When I was selling my plasma, I had to pay attention to my diet and health so that I didn’t end up getting deferred for a day. This was great for my waist line! The second I stopped paying attention to my body, my protein levels ended up dropping and I got a 24 hour deferral and it messed up the whole rhythm of my week.
So in order to keep making money by selling your plasma, you should:
- Drink lots of water before your appointment
- Get a good amount of sleep (don’t skip this! Sleep can throw off your protein levels)
- Eat a healthy meals with good amounts of protein
- Exercise regularly
Since selling plasma means you are making money from your blood, you absolutely need to take care of your body! When my blood pressure was too high because I was too stressed from work, I got deferred for 24 hours and missed a bonus pay for that week. Selling plasma is not easy, so you need to take care of yourself in order to make money in this way.
The FDA limits donations to twice a week and you must wait at lease 48 hours between sessions. In my experience, most donation centers offer a base pay for the first donation of the week and a bonus pay for the second. Also, if you make all 8 sessions in a month, the donation center usually offers an extra bonus ranging from $50-$80 for the 8th donation.
Though plasma donation is incredibly safe, you should be aware of some possible side effects. A lot of these stem from how well you are taking care of yourself, which is why that is so important.

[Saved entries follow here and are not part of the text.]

/// Account view consumed by the normaliser and the account query tool.
#[derive(Debug, Clone, Serialize, Deserialize)]
#[serde(rename_all = "camelCase")]
pub struct AccountResponse {
    pub account_id: String,
    pub account_public_key: Option<String>,
    pub balance: AccountBalance,
    pub evm_address: Option<String>,
}

impl From<AccountApiResponse> for AccountResponse {
    fn from(api: AccountApiResponse) -> Self {
        Self {
            account_id: api.account,
            account_public_key: api.key.map(|k| k.key),
            balance: api.balance,
            evm_address: api.evm_address,
        }
    }
}

/// Mirror node token document. Numeric supplies arrive as strings.
#[derive(Debug, Clone, Default, Serialize, Deserialize)]
pub struct TokenInfo {
    #[serde(default)]
    pub token_id: Option<String>,
    #[serde(default)]
    pub name: String,
    #[serde(default)]
    pub symbol: String,
    #[serde(default, rename = "type")]
    pub token_type: Option<String>,
    #[serde(default)]
    pub memo: Option<String>,
    #[serde(default)]
    pub decimals: String,
    #[serde(default)]
    pub initial_supply: Option<String>,
    #[serde(default)]
    pub total_supply: Option<String>,
    #[serde(default)]
    pub max_supply: Option<String>,
    #[serde(default)]
    pub supply_type: Option<String>,
    #[serde(default)]
    pub treasury_account_id: Option<String>,
    #[serde(default)]
    pub deleted: bool,
    #[serde(default)]
    pub freeze_default: Option<bool>,
    #[serde(default)]
    pub admin_key: Option<MirrorKey>,
    #[serde(default)]
    pub supply_key: Option<MirrorKey>,
    #[serde(default)]
    pub kyc_key: Option<MirrorKey>,
    #[serde(default)]
    pub freeze_key: Option<MirrorKey>,
    #[serde(default)]
    pub wipe_key: Option<MirrorKey>,
    #[serde(default)]
    pub pause_key: Option<MirrorKey>,
    #[serde(default)]
    pub fee_schedule_key: Option<MirrorKey>,
    #[serde(default)]
    pub metadata_key: Option<MirrorKey>,
}

impl TokenInfo {
    /// An absent value means 0. Anything else must be a whole number of decimals.
    pub fn decimals(&self) -> Result<u8, MirrorNodeError> {
        let raw = self.decimals.trim();
        if raw.is_empty() {
            return Ok(0);
        }
        raw.parse().map_err(|_| {
            let token = self.token_id.as_deref().unwrap_or("unknown");
            MirrorNodeError::InvalidResponse(format!("decimals '{}' for token {}", raw, token))
        })
    }
}
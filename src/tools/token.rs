// src/tools/token.rs

use std::sync::Arc;

use async_trait::async_trait;
use serde_json::Value;

use super::{parse_params, Plugin, PromptGenerator, Tool, ToolOutput};
use crate::blockchain::builder::TransactionBuilder;
use crate::blockchain::client::LedgerClient;
use crate::blockchain::services::mirrornode::get_mirrornode_service;
use crate::blockchain::services::normaliser::{
    normalise_airdrop_fungible_token, normalise_create_fungible_token, normalise_create_non_fungible_token,
    normalise_mint_fungible_token, normalise_mint_non_fungible_token,
};
use crate::blockchain::services::strategy::{handle_transaction, RawTransactionResponse};
use crate::config::Context;
use crate::error::ToolError;
use crate::params::token::{
    AirdropFungibleTokenParameters, CreateFungibleTokenParameters, CreateNonFungibleTokenParameters,
    MintFungibleTokenParameters, MintNonFungibleTokenParameters,
};
use crate::params::ParameterSchema;

pub const CREATE_FUNGIBLE_TOKEN_TOOL: &str = "create_fungible_token_tool";
pub const CREATE_NON_FUNGIBLE_TOKEN_TOOL: &str = "create_non_fungible_token_tool";
pub const MINT_FUNGIBLE_TOKEN_TOOL: &str = "mint_fungible_token_tool";
pub const MINT_NON_FUNGIBLE_TOKEN_TOOL: &str = "mint_non_fungible_token_tool";
pub const AIRDROP_FUNGIBLE_TOKEN_TOOL: &str = "airdrop_fungible_token_tool";

/// Hedera Token Service tools.
pub fn core_hts_plugin() -> Plugin {
    Plugin {
        name: "core-hts-plugin",
        version: "1.0.0",
        description: "Fungible and non-fungible tokens on the Hedera Token Service",
        tools: vec![
            Arc::new(CreateFungibleTokenTool),
            Arc::new(CreateNonFungibleTokenTool),
            Arc::new(MintFungibleTokenTool),
            Arc::new(MintNonFungibleTokenTool),
            Arc::new(AirdropFungibleTokenTool),
        ],
    }
}

fn created_token_message(raw: &RawTransactionResponse) -> String {
    let token = raw
        .token_id
        .map(|id| id.to_string())
        .unwrap_or_else(|| "unknown".to_string());
    format!(
        "Token created successfully at address {} with transaction id {}",
        token, raw.transaction_id
    )
}

fn minted_token_message(raw: &RawTransactionResponse) -> String {
    format!("Tokens successfully minted with transaction id {}", raw.transaction_id)
}

fn airdropped_token_message(raw: &RawTransactionResponse) -> String {
    format!("Token successfully airdropped with transaction id {}", raw.transaction_id)
}

pub struct CreateFungibleTokenTool;

#[async_trait]
impl Tool for CreateFungibleTokenTool {
    fn method(&self) -> &'static str {
        CREATE_FUNGIBLE_TOKEN_TOOL
    }

    fn name(&self) -> &'static str {
        "Create Fungible Token"
    }

    fn description(&self, context: &Context) -> String {
        let treasury = PromptGenerator::account_parameter_description("treasuryAccountId", context);
        PromptGenerator::tool_prompt(
            context,
            "This tool creates a fungible token on Hedera.",
            &[
                "tokenName (str, required): The name of the token",
                "tokenSymbol (str, required): The symbol of the token",
                "initialSupply (number, optional): Initial supply in display units. Defaults to 0",
                "supplyType (str, optional): finite or infinite. Defaults to infinite",
                "maxSupply (number, optional): Maximum supply in display units. Required for finite supply",
                "decimals (int, optional): Number of decimals. Defaults to 0",
                &treasury,
                "isSupplyKey (bool, optional): Whether the default account's key becomes the supply key",
            ],
        )
    }

    fn parameters(&self) -> Value {
        CreateFungibleTokenParameters::schema()
    }

    async fn run(&self, client: &dyn LedgerClient, context: &Context, params: Value) -> Result<ToolOutput, ToolError> {
        let params: CreateFungibleTokenParameters = parse_params(params)?;
        let mirror = get_mirrornode_service(context, client.ledger_id());
        let normalised = normalise_create_fungible_token(params, context, client, mirror.as_ref()).await?;
        let tx = TransactionBuilder::create_token(normalised);
        Ok(handle_transaction(tx, client, context, Some(created_token_message)).await?.into())
    }
}

pub struct CreateNonFungibleTokenTool;

#[async_trait]
impl Tool for CreateNonFungibleTokenTool {
    fn method(&self) -> &'static str {
        CREATE_NON_FUNGIBLE_TOKEN_TOOL
    }

    fn name(&self) -> &'static str {
        "Create Non-Fungible Token"
    }

    fn description(&self, context: &Context) -> String {
        let treasury = PromptGenerator::account_parameter_description("treasuryAccountId", context);
        PromptGenerator::tool_prompt(
            context,
            "This tool creates a non-fungible token (NFT) collection on Hedera. The default account's key becomes the supply key.",
            &[
                "tokenName (str, required): The name of the collection",
                "tokenSymbol (str, required): The symbol of the collection",
                "maxSupply (int, optional): Maximum number of NFTs. Defaults to 100",
                &treasury,
            ],
        )
    }

    fn parameters(&self) -> Value {
        CreateNonFungibleTokenParameters::schema()
    }

    async fn run(&self, client: &dyn LedgerClient, context: &Context, params: Value) -> Result<ToolOutput, ToolError> {
        let params: CreateNonFungibleTokenParameters = parse_params(params)?;
        let mirror = get_mirrornode_service(context, client.ledger_id());
        let normalised = normalise_create_non_fungible_token(params, context, client, mirror.as_ref()).await?;
        let tx = TransactionBuilder::create_token(normalised);
        Ok(handle_transaction(tx, client, context, Some(created_token_message)).await?.into())
    }
}

pub struct MintFungibleTokenTool;

#[async_trait]
impl Tool for MintFungibleTokenTool {
    fn method(&self) -> &'static str {
        MINT_FUNGIBLE_TOKEN_TOOL
    }

    fn name(&self) -> &'static str {
        "Mint Fungible Token"
    }

    fn description(&self, context: &Context) -> String {
        PromptGenerator::tool_prompt(
            context,
            "This tool mints additional supply of an existing fungible token.",
            &[
                "tokenId (str, required): The token to mint",
                "amount (number, required): Amount in display units; converted with the token's decimals",
            ],
        )
    }

    fn parameters(&self) -> Value {
        MintFungibleTokenParameters::schema()
    }

    async fn run(&self, client: &dyn LedgerClient, context: &Context, params: Value) -> Result<ToolOutput, ToolError> {
        let params: MintFungibleTokenParameters = parse_params(params)?;
        let mirror = get_mirrornode_service(context, client.ledger_id());
        let normalised = normalise_mint_fungible_token(params, mirror.as_ref()).await?;
        let tx = TransactionBuilder::mint_token(normalised);
        Ok(handle_transaction(tx, client, context, Some(minted_token_message)).await?.into())
    }
}

pub struct MintNonFungibleTokenTool;

#[async_trait]
impl Tool for MintNonFungibleTokenTool {
    fn method(&self) -> &'static str {
        MINT_NON_FUNGIBLE_TOKEN_TOOL
    }

    fn name(&self) -> &'static str {
        "Mint Non-Fungible Token"
    }

    fn description(&self, context: &Context) -> String {
        PromptGenerator::tool_prompt(
            context,
            "This tool mints NFTs in an existing collection, one per metadata URI.",
            &[
                "tokenId (str, required): The collection to mint into",
                "uris (array of str, required): Metadata URIs, at most 10",
            ],
        )
    }

    fn parameters(&self) -> Value {
        MintNonFungibleTokenParameters::schema()
    }

    async fn run(&self, client: &dyn LedgerClient, context: &Context, params: Value) -> Result<ToolOutput, ToolError> {
        let params: MintNonFungibleTokenParameters = parse_params(params)?;
        let normalised = normalise_mint_non_fungible_token(params)?;
        let tx = TransactionBuilder::mint_token(normalised);
        Ok(handle_transaction(tx, client, context, Some(minted_token_message)).await?.into())
    }
}

pub struct AirdropFungibleTokenTool;

#[async_trait]
impl Tool for AirdropFungibleTokenTool {
    fn method(&self) -> &'static str {
        AIRDROP_FUNGIBLE_TOKEN_TOOL
    }

    fn name(&self) -> &'static str {
        "Airdrop Fungible Token"
    }

    fn description(&self, context: &Context) -> String {
        let source = PromptGenerator::account_parameter_description("sourceAccountId", context);
        PromptGenerator::tool_prompt(
            context,
            "This tool airdrops a fungible token to one or more recipients.",
            &[
                "tokenId (str, required): The token to airdrop",
                &source,
                "recipients (array, required): List of {accountId, amount}; amount is in display units",
                "transactionMemo (str, optional): Memo for the transaction",
            ],
        )
    }

    fn parameters(&self) -> Value {
        AirdropFungibleTokenParameters::schema()
    }

    async fn run(&self, client: &dyn LedgerClient, context: &Context, params: Value) -> Result<ToolOutput, ToolError> {
        let params: AirdropFungibleTokenParameters = parse_params(params)?;
        let mirror = get_mirrornode_service(context, client.ledger_id());
        let normalised = normalise_airdrop_fungible_token(params, context, client, mirror.as_ref()).await?;
        let tx = TransactionBuilder::airdrop_fungible_token(normalised)?;
        Ok(handle_transaction(tx, client, context, Some(airdropped_token_message)).await?.into())
    }
}
fn token_balances_message(account: &str, balances: &TokenBalancesResponse) -> String {
    if balances.tokens.is_empty() {
        return format!("Account {} holds no tokens", account);
    }
    let mut out = format!("Token balances for account {}:", account);
    for token in &balances.tokens {
        let amount = match token.decimals {
            Some(decimals) if decimals <= u8::MAX as u32 => {
                to_display_unit_signed(token.balance as i128, decimals as u8)
            }
            _ => token.balance.to_string(),
        };
        out.push_str(&format!("\n  Token: {}, Balance: {}", token.token_id, amount));
    }
    out
}

fn format_key(key: &Option<MirrorKey>) -> &str {
    match key {
        Some(key) => &key.key,
        None => "Not Set",
    }
}

fn format_supply(info: &TokenInfo, supply: Option<&str>) -> String {
    match supply.map(|s| s.parse::<i128>()) {
        Some(Ok(amount)) => match info.decimals() {
            Ok(decimals) => to_display_unit_signed(amount, decimals),
            Err(_) => amount.to_string(),
        },
        Some(Err(_)) => supply.unwrap_or_default().to_string(),
        None => "N/A".to_string(),
    }
}

fn token_info_message(info: &TokenInfo) -> String {
    let supply_type = match info.supply_type.as_deref() {
        Some("INFINITE") => "Infinite".to_string(),
        _ => info.max_supply.clone().unwrap_or_else(|| "Finite".to_string()),
    };
    let freeze_status = if info.freeze_default == Some(true) { "Frozen" } else { "Active" };

    let mut out = format!(
        "Here are the details for token **{}**:\n\n\
         - **Token Name**: {}\n\
         - **Token Symbol**: {}\n\
         - **Token Type**: {}\n\
         - **Decimals**: {}\n\
         - **Max Supply**: {}\n\
         - **Current Supply**: {}\n\
         - **Supply Type**: {}\n\
         - **Treasury Account ID**: {}\n\
         - **Status (Deleted/Active)**: {}\n\
         - **Status (Frozen/Active)**: {}\n\n\
         **Keys**:\n\
         - Admin Key: {}\n\
         - Supply Key: {}\n\
         - Wipe Key: {}\n\
         - KYC Key: {}\n\
         - Freeze Key: {}\n\
         - Fee Schedule Key: {}\n\
         - Pause Key: {}\n\
         - Metadata Key: {}\n",
        info.token_id.as_deref().unwrap_or("unknown"),
        info.name,
        info.symbol,
        info.token_type.as_deref().unwrap_or("N/A"),
        info.decimals,
        format_supply(info, info.max_supply.as_deref()),
        format_supply(info, info.total_supply.as_deref()),
        supply_type,
        info.treasury_account_id.as_deref().unwrap_or("N/A"),
        if info.deleted { "Deleted" } else { "Active" },
        freeze_status,
        format_key(&info.admin_key),
        format_key(&info.supply_key),
        format_key(&info.wipe_key),
        format_key(&info.kyc_key),
        format_key(&info.freeze_key),
        format_key(&info.fee_schedule_key),
        format_key(&info.pause_key),
        format_key(&info.metadata_key),
    );
    if let Some(memo) = info.memo.as_deref().filter(|m| !m.is_empty()) {
        out.push_str(&format!("\n**Memo**: {}\n", memo));
    }
    out
}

These are probably the most common side effects. If you don’t eat a balanced meal and drink lots of water before your appointment, you are more likely to experience lightheadedness and dehydration. If you still experience lightheadedness after your appointment even though you had a good meal, then pack a snack for after. I used to keep granola and protein bars in my car in case I felt a little woozy after donating. Also, keep a bottle of water with you to stay hydrated before and after your appointment.
It is very rare but some people experience allergic reactions to donating plasma. Usually you do not know if you are allergic until you donate. In most cases the reaction ends up feeling like some mild itching or redness.
A citrate reaction is a more serious but very rare side effect from donating plasma. It can range from mild symptoms including numbness or experiencing a metallic taste to more serious symptoms like vomiting and shock.
This was the side effect that I experienced the most. Sometimes technicians would put the needle in at an awkward angle or not apply enough pressure when removing it which caused a bruise. For the most part, the discomfort went away after an hour or two and the bruise was so small that it usually went away in a day.
Like I said throughout this post, selling plasma is not easy. My plasma donation center didn’t offer appointment scheduling, so I had to get up at 5am to hopefully be one of the first 8 people in line. If I was a little too late getting up, I would end up having to wait until the first set of people were done with their session, which sometimes was over an hour.
Also, once you start donating regularly, you are more likely to experience drops in your iron levels. If they drop too low too often, your plasma center might tell you that you are no longer eligible to donate. The last few months when I was donating, I started to get deferred more often due to high blood pressure (from stress) and low iron levels. This is why it is so important to take care of your mind and body if you decide to sell your plasma. After I made my last debt payment, I decided to stop selling my plasma.
Selling plasma was a great side hustle while it lasted, but the early mornings and constant deferrals made it tiring. If you need a little boost in cash flow for a few months, then selling your plasma is a great option if you feel it is right for you. But, take care of yourself and be proud of the fact that your side hustle helped save some lives!